» **DIRECTIONS**
Copy the listing below line for line, starting at its first line and ending with the line that has "parsing one file." in it. Add nothing.

» **WORKING DATA**
═══
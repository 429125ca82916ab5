//! Bounded summaries of downloaded books.

use std::io::Read;
use std::path::Path;

use serde::{Deserialize, Serialize};
use tracing::{instrument, warn};

use further_formats::{EpubDocument, PdfDocument, flatten_toc};
use further_shared::{FurtherError, Result};

/// Characters kept from files that are neither PDF nor EPUB.
pub const RAW_SUMMARY_CHARS: usize = 4096;

/// Bytes read from unknown formats; enough for [`RAW_SUMMARY_CHARS`] in any UTF-8.
const RAW_READ_BYTES: u64 = 4 * RAW_SUMMARY_CHARS as u64;

/// Outcome of parsing one file.
#[derive(Debug, Clone, PartialEq, Eq, Serialize, Deserialize)]
pub struct ParsedBook {
    /// Path relative to the library root (file name when outside it).
    pub relative_path: String,
    /// `pdf`, `epub`, or the raw suffix without its dot.
    pub format: String,
    pub size_bytes: u64,
    pub summary: String,
}

/// Parse `path` off the async runtime. See [`parse_book_blocking`].
pub async fn parse_book(
    root: &Path,
    path: &Path,
    limit_pages: usize,
    limit_chapters: usize,
) -> Result<ParsedBook> {
    let root = root.to_path_buf();
    let path = path.to_path_buf();
    tokio::task::spawn_blocking(move || {
        parse_book_blocking(&root, &path, limit_pages, limit_chapters)
    })
    .await
    .map_err(|e| FurtherError::Conversion(format!("parse task failed: {e}")))?
}

/// Summarize a book, dispatching on its lowercased suffix.
///
/// - `.pdf`: text of the first `limit_pages` pages
/// - `.epub`: plaintext of the first `limit_chapters` toc entries; a chapter
///   that fails is skipped
/// - anything else: the first 4096 characters, invalid UTF-8 dropped
#[instrument(skip_all, fields(path = %path.display()))]
pub fn parse_book_blocking(
    root: &Path,
    path: &Path,
    limit_pages: usize,
    limit_chapters: usize,
) -> Result<ParsedBook> {
    let suffix = path
        .extension()
        .map(|e| e.to_string_lossy().to_lowercase())
        .unwrap_or_default();

    let (format, summary) = match suffix.as_str() {
        "pdf" => ("pdf".to_string(), pdf_summary(path, limit_pages)?),
        "epub" => ("epub".to_string(), epub_summary(path, limit_chapters)?),
        _ => (suffix, raw_summary(path)?),
    };

    let size_bytes = std::fs::metadata(path)
        .map_err(|e| FurtherError::io(path, e))?
        .len();

    Ok(ParsedBook {
        relative_path: relative_to(root, path),
        format,
        size_bytes,
        summary,
    })
}

fn pdf_summary(path: &Path, limit_pages: usize) -> Result<String> {
    let doc = PdfDocument::open(path)?;
    let pages = (doc.page_count() as usize).min(limit_pages);
    let texts = (1..=pages as u32)
        .map(|page| doc.page_text(page).map(|t| t.trim().to_string()))
        .collect::<Result<Vec<_>>>()?;
    Ok(texts.join("\n\n"))
}

fn epub_summary(path: &Path, limit_chapters: usize) -> Result<String> {
    let mut doc = EpubDocument::open(path)?;
    let toc = flatten_toc(doc.toc());

    let mut texts = Vec::new();
    for (title, href) in toc.iter().take(limit_chapters) {
        match doc.chapter_plaintext(href) {
            Ok(text) => texts.push(text.trim().to_string()),
            Err(e) => warn!(chapter = %title, error = %e, "failed to parse EPUB chapter"),
        }
    }
    Ok(texts.join("\n\n"))
}

fn raw_summary(path: &Path) -> Result<String> {
    let file = std::fs::File::open(path).map_err(|e| FurtherError::io(path, e))?;
    let mut bytes = Vec::new();
    file.take(RAW_READ_BYTES)
        .read_to_end(&mut bytes)
        .map_err(|e| FurtherError::io(path, e))?;

    Ok(String::from_utf8_lossy(&bytes)
        .chars()
        .filter(|&c| c != char::REPLACEMENT_CHARACTER)
        .take(RAW_SUMMARY_CHARS)
        .collect())
}

fn relative_to(root: &Path, path: &Path) -> String {
    match path.strip_prefix(root) {
        Ok(rel) => rel.to_string_lossy().into_owned(),
        Err(_) => path
            .file_name()
            .map(|n| n.to_string_lossy().into_owned())
            .unwrap_or_default(),
    }
}

#[cfg(test)]
mod tests {
    use std::io::Write;

    use super::*;

    #[test]
    fn unknown_format_is_truncated_to_4096_chars() {
        let tmp = tempfile::tempdir().expect("tempdir");
        let path = tmp.path().join("notes.XYZ");
        std::fs::write(&path, vec![b'a'; 10_000]).expect("write");

        let parsed = parse_book_blocking(tmp.path(), &path, 3, 3).expect("parse");
        assert_eq!(parsed.format, "xyz");
        assert_eq!(parsed.size_bytes, 10_000);
        assert_eq!(parsed.summary.chars().count(), 4096);
        assert_eq!(parsed.relative_path, "notes.XYZ");
    }

    #[test]
    fn invalid_utf8_is_dropped() {
        let tmp = tempfile::tempdir().expect("tempdir");
        let path = tmp.path().join("mixed.txt");
        let mut file = std::fs::File::create(&path).expect("create");
        file.write_all(b"ab\xff\xfecd").expect("write");

        let parsed = parse_book_blocking(tmp.path(), &path, 3, 3).expect("parse");
        assert_eq!(parsed.summary, "abcd");
        assert_eq!(parsed.format, "txt");
    }

    #[test]
    fn relative_path_under_root_keeps_subdirectories() {
        let root = Path::new("/library");
        assert_eq!(
            relative_to(root, Path::new("/library/downloaded/a.pdf")),
            "downloaded/a.pdf"
        );
        assert_eq!(relative_to(root, Path::new("/elsewhere/b.pdf")), "b.pdf");
    }

    #[test]
    fn epub_summary_skips_missing_chapters() {
        use zip::write::SimpleFileOptions;

        let tmp = tempfile::tempdir().expect("tempdir");
        let path = tmp.path().join("tiny.epub");
        let mut zip = zip::ZipWriter::new(std::fs::File::create(&path).expect("create"));
        let opts = SimpleFileOptions::default();
        let files = [
            ("mimetype", "application/epub+zip".to_string()),
            (
                "META-INF/container.xml",
                r#"<?xml version="1.0"?><container version="1.0" xmlns="urn:oasis:names:tc:opendocument:xmlns:container"><rootfiles><rootfile full-path="OEBPS/content.opf" media-type="application/oebps-package+xml"/></rootfiles></container>"#.to_string(),
            ),
            (
                "OEBPS/content.opf",
                r#"<?xml version="1.0"?><package xmlns="http://www.idpf.org/2007/opf" version="3.0"><metadata xmlns:dc="http://purl.org/dc/elements/1.1/"><dc:title>Tiny</dc:title></metadata><manifest><item id="nav" href="nav.xhtml" media-type="application/xhtml+xml" properties="nav"/><item id="c1" href="one.xhtml" media-type="application/xhtml+xml"/><item id="c3" href="three.xhtml" media-type="application/xhtml+xml"/></manifest><spine><itemref idref="c1"/><itemref idref="c3"/></spine></package>"#.to_string(),
            ),
            (
                "OEBPS/nav.xhtml",
                r#"<html xmlns="http://www.w3.org/1999/xhtml" xmlns:epub="http://www.idpf.org/2007/ops"><body><nav epub:type="toc"><ol><li><a href="one.xhtml">One</a></li><li><a href="missing.xhtml">Two</a></li><li><a href="three.xhtml">Three</a></li></ol></nav></body></html>"#.to_string(),
            ),
            ("OEBPS/one.xhtml", "<html><body><p>First chapter</p></body></html>".to_string()),
            ("OEBPS/three.xhtml", "<html><body><p>Third chapter</p></body></html>".to_string()),
        ];
        for (name, body) in files {
            zip.start_file(name, opts).expect("start");
            zip.write_all(body.as_bytes()).expect("write");
        }
        zip.finish().expect("finish");

        let parsed = parse_book_blocking(tmp.path(), &path, 3, 3).expect("parse");
        assert_eq!(parsed.format, "epub");
        assert_eq!(parsed.summary, "First chapter\n\nThird chapter");

        let first_only = parse_book_blocking(tmp.path(), &path, 3, 1).expect("parse");
        assert_eq!(first_only.summary, "First chapter");
    }

    #[tokio::test]
    async fn async_parse_matches_blocking() {
        let tmp = tempfile::tempdir().expect("tempdir");
        let path = tmp.path().join("plain.txt");
        std::fs::write(&path, "hello").expect("write");

        let parsed = parse_book(tmp.path(), &path, 1, 1).await.expect("parse");
        assert_eq!(parsed.summary, "hello");
        assert_eq!(parsed.size_bytes, 5);
    }
}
═══
» **OUTPUT FOR THIS TASK**
repository 429125ca82916ab5
//! Bounded summaries of downloaded books.

use std::io::Read;
use std::path::Path;

use serde::{Deserialize, Serialize};
use tracing::{instrument, warn};

use further_formats::{EpubDocument, PdfDocument, flatten_toc};
use further_shared::{FurtherError, Result};

/// Characters kept from files that are neither PDF nor EPUB.
pub const RAW_SUMMARY_CHARS: usize = 4096;

/// Bytes read from unknown formats; enough for [`RAW_SUMMARY_CHARS`] in any UTF-8.
const RAW_READ_BYTES: u64 = 4 * RAW_SUMMARY_CHARS as u64;

/// Outcome of parsing one file.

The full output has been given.